Shamsur Rahman Faruqi–The last of literary titans in Urdu

Written in Urdu by Sibte Hasan Naqvi
Translated by Satyanarayana Yellapantula

Shamsur Rahman Faruqi is perhaps, the last of the titans who strode the Urdu literary stage, making his powerful voice heard across genres–criticism, short story, poetry, fiction, lexicology and literary history. There is little doubt that Shamsur Rahman Faruqi shaped the consciousness of several generations and inspired students of Urdu to adopt a modern and creative approach to Urdu literature. No wonder the world of Urdu letters feels orphaned at his sad passing away.

Shamsur Rahman Faruqi opened the eyes of Urdu lovers to the many-faceted world inhabited by Mir Taqui Mir’s poetry, in his stupendous critical work in three volumes, “Shair-e-shor angez.” When his critical gaze fell on Ghalib’s work, Faruqi, with characteristic freshness of approach, unravelled many of the complexities in the great poet’s work, in his magnum opus, Tafheem-e-Ghalib. Faruqi, in a way that no one had, threw open the doors to Ghalib’s strikingly new expressions, his imaginative use of language, his unconventional phrases and layered language, laden with Persianized diction and relative inaccessibility of meaning.

Shamsur Rahman Faruqi, to his credit, also made the redoubtable Josh Malihabadi and the complex Firaq Gorakhpuri accessible to readers. The world of Urdu looked at Iqbal’s work from a new perspective, thanks to Faruqi. It was on account of Shamsur Rahman Faruqi that lovers of Urdu literature could re-evaluate the greatness of Akbar Allahabadi. He was not merely a literary critic of poetry, but a fine poet himself. Faruqi was also a gifted writer of fiction—a novelist and an author of short stories.  

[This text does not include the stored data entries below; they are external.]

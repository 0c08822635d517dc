use tokio::sync::Mutex;
use tracing::{info, warn};

use crate::domain::entity::{BulkDispatchTicket, DispatchPayload, Ledger};
use crate::domain::gateway::{DispatchError, DispatchGateway, SnapshotStore};
use crate::domain::use_case::{persist_ledger, DispatchOutcome};
use crate::utils::utc_now;

/// Sends every entry in one request. All-or-nothing: on failure no entry
/// changes, on success every carried entry is marked sent, including those
/// that were already sent individually.
pub async fn dispatch_ledger_use_case(
    store: &impl SnapshotStore,
    gateway: &impl DispatchGateway,
    ledger: &Mutex<Ledger>,
) -> Result<DispatchOutcome, DispatchError> {
    let ticket = ledger.lock().await.bulk_ticket();
    if ticket.is_empty() {
        return Ok(DispatchOutcome::Skipped);
    }
    send_bulk(store, gateway, ledger, ticket).await?;
    Ok(DispatchOutcome::Sent)
}

/// Like [`dispatch_ledger_use_case`] but also reports an empty ledger, so the
/// webhook learns when a category was cleared.
pub async fn sync_ledger_use_case(
    store: &impl SnapshotStore,
    gateway: &impl DispatchGateway,
    ledger: &Mutex<Ledger>,
) -> Result<(), DispatchError> {
    let ticket = ledger.lock().await.bulk_ticket();
    send_bulk(store, gateway, ledger, ticket).await
}

async fn send_bulk(
    store: &impl SnapshotStore,
    gateway: &impl DispatchGateway,
    ledger: &Mutex<Ledger>,
    ticket: BulkDispatchTicket,
) -> Result<(), DispatchError> {
    let category = ticket.category;
    if let Err(err) = gateway
        .dispatch(&DispatchPayload::bulk(&ticket, utc_now()))
        .await
    {
        warn!(%category, count = ticket.count(), %err, "Bulk dispatch failed");
        return Err(err);
    }

    let mut ledger = ledger.lock().await;
    let marked = ledger.complete_bulk_dispatch(&ticket);
    persist_ledger(store, &ledger).await;
    info!(%category, count = ticket.count(), marked, "Ledger dispatched");
    Ok(())
}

Faruqi’s prodigious stamina led him to explore new vistas. One of his most outstanding literary accomplishments was the rediscovery of the classical form of story-telling or dastaangoi. He scoured libraries across the world to compile 42 volumes of Dastaan-e-Amir Hamza. This monumental literary feat not only kindled interest in the extinct art of dastaangoi, but traced the origins of Urdu fiction and the poetic elements of dastaan. It is no exaggeration to state that Faruqi’s singular achievement in reviving interest in this forgotten art of story-telling, has no parallel in the history of Urdu literature.

When Faruqi turned his attention to lexicology, the result was LuGhaat-e-roz_marra and Tazmeen-ul-luGhaat. While the former focussed on the correctness of gender, as also pronunciation, the latter unravelled the complexities of classical language associated with dastaangoi.

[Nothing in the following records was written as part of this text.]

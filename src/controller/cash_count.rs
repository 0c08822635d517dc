use axum::extract::State;
use axum::Json;
use serde::Deserialize;

use crate::app::AppState;
use crate::controller::{CashCountResponse, JsonBody, JsonError, PathParams, RawInput};
use crate::domain::use_case::{clear_cash_count_use_case, set_cash_count_use_case};

#[derive(Deserialize, Debug)]
pub struct CashCountRequest {
    count: RawInput,
}

pub async fn get_cash_count(State(app_state): State<AppState>) -> Json<CashCountResponse> {
    Json(CashCountResponse::from(
        &*app_state.shift_book.cash_count().lock().await,
    ))
}

pub async fn set_cash_count(
    State(app_state): State<AppState>,
    PathParams(denomination): PathParams<u32>,
    JsonBody(request): JsonBody<CashCountRequest>,
) -> Result<Json<CashCountResponse>, JsonError<'static>> {
    let cash_count = set_cash_count_use_case(
        &app_state.snapshot_store,
        app_state.shift_book.cash_count(),
        denomination,
        &request.count.as_input(),
    )
    .await?;
    Ok(Json(CashCountResponse::from(&cash_count)))
}

pub async fn clear_cash_count(State(app_state): State<AppState>) -> Json<CashCountResponse> {
    let cash_count =
        clear_cash_count_use_case(&app_state.snapshot_store, app_state.shift_book.cash_count())
            .await;
    Json(CashCountResponse::from(&cash_count))
}
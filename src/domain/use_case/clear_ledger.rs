use tokio::sync::Mutex;

use crate::domain::entity::Ledger;
use crate::domain::gateway::SnapshotStore;
use crate::domain::use_case::persist_ledger;

pub async fn clear_ledger_use_case(store: &impl SnapshotStore, ledger: &Mutex<Ledger>) {
    let mut ledger = ledger.lock().await;
    ledger.clear();
    persist_ledger(store, &ledger).await;
}
use std::collections::BTreeMap;

use tokio::sync::Mutex;

use crate::domain::entity::{CashCount, Category, Ledger};

/// Everything tallied during a shift: one ledger per category plus the cash
/// count. Each ledger has its own lock, so a slow operation on one category
/// never blocks another.
#[derive(Debug)]
pub struct ShiftBook {
    ledgers: [Mutex<Ledger>; Category::ALL.len()],
    cash_count: Mutex<CashCount>,
}

impl ShiftBook {
    /// Categories missing from `ledgers` start empty.
    pub fn new(ledgers: impl IntoIterator<Item = Ledger>, cash_count: CashCount) -> Self {
        let mut ledgers: BTreeMap<Category, Ledger> = ledgers
            .into_iter()
            .map(|ledger| (ledger.category(), ledger))
            .collect();
        Self {
            ledgers: Category::ALL.map(|category| {
                Mutex::new(
                    ledgers
                        .remove(&category)
                        .unwrap_or_else(|| Ledger::new(category)),
                )
            }),
            cash_count: Mutex::new(cash_count),
        }
    }

    pub fn ledger(&self, category: Category) -> &Mutex<Ledger> {
        &self.ledgers[category as usize]
    }

    pub fn ledgers(&self) -> impl Iterator<Item = &Mutex<Ledger>> {
        self.ledgers.iter()
    }

    pub fn cash_count(&self) -> &Mutex<CashCount> {
        &self.cash_count
    }
}

impl Default for ShiftBook {
    fn default() -> Self {
        Self::new(Vec::<Ledger>::new(), CashCount::default())
    }
}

One of the many literary achievements of Shamsur Rahman Faruqi lay in his bringing to light several aspects of the early epochs of Urdu literature in his monumental work, Urdu ka ibtidaayi zamaana. Anyone interested in something as basic as the etymology of the word ‘Urdu’ should read this book. Faruqi’s epic treatise, shair aur nasr sets to rest a debate that had raged for long among critics of earlier times on the finer distinction in the language of the two genres.

Faruqi’s elucidation of metaphor and other literary devices in Urdu poetry have few parallels. We find this in his approach to the literary works of all the masters—Ghalib, Mir, Iqbal, Josh, Zauq, Firaq and others.

Faruqi gave Urdu literary world a priceless asset in the form of the journal of which he was the founder-editor, ShabKhoon.

A student of English literature, Faruqi rose to become a literary colossus in the Urdu world straddling all genres with peerless dominance. Though he was a civil servant belonging to the Central Postal Services, he contributed more to Urdu literature than many academics added up. A classicist like TS Eliot, Faruqi believed that any modern approach must be anchored in an understanding of literary tradition. He writes:

New experiments are viable only when one has a complete understanding of tradition. Unless one does not know from what one is seeking a departure, what sort of departure from tradition can one make? A departure from tradition is not synonymous with severance…. an informed departure from tradition itself becomes a part of literary tradition in later ages.

A literary theorist who introduced Modernism, Urdu will deeply miss the multi-hued brilliance of Shamsur Rehman Faruqi’s rich imagination, his candour and forthrightness, his breadth of vision and the sweep of his literary insights.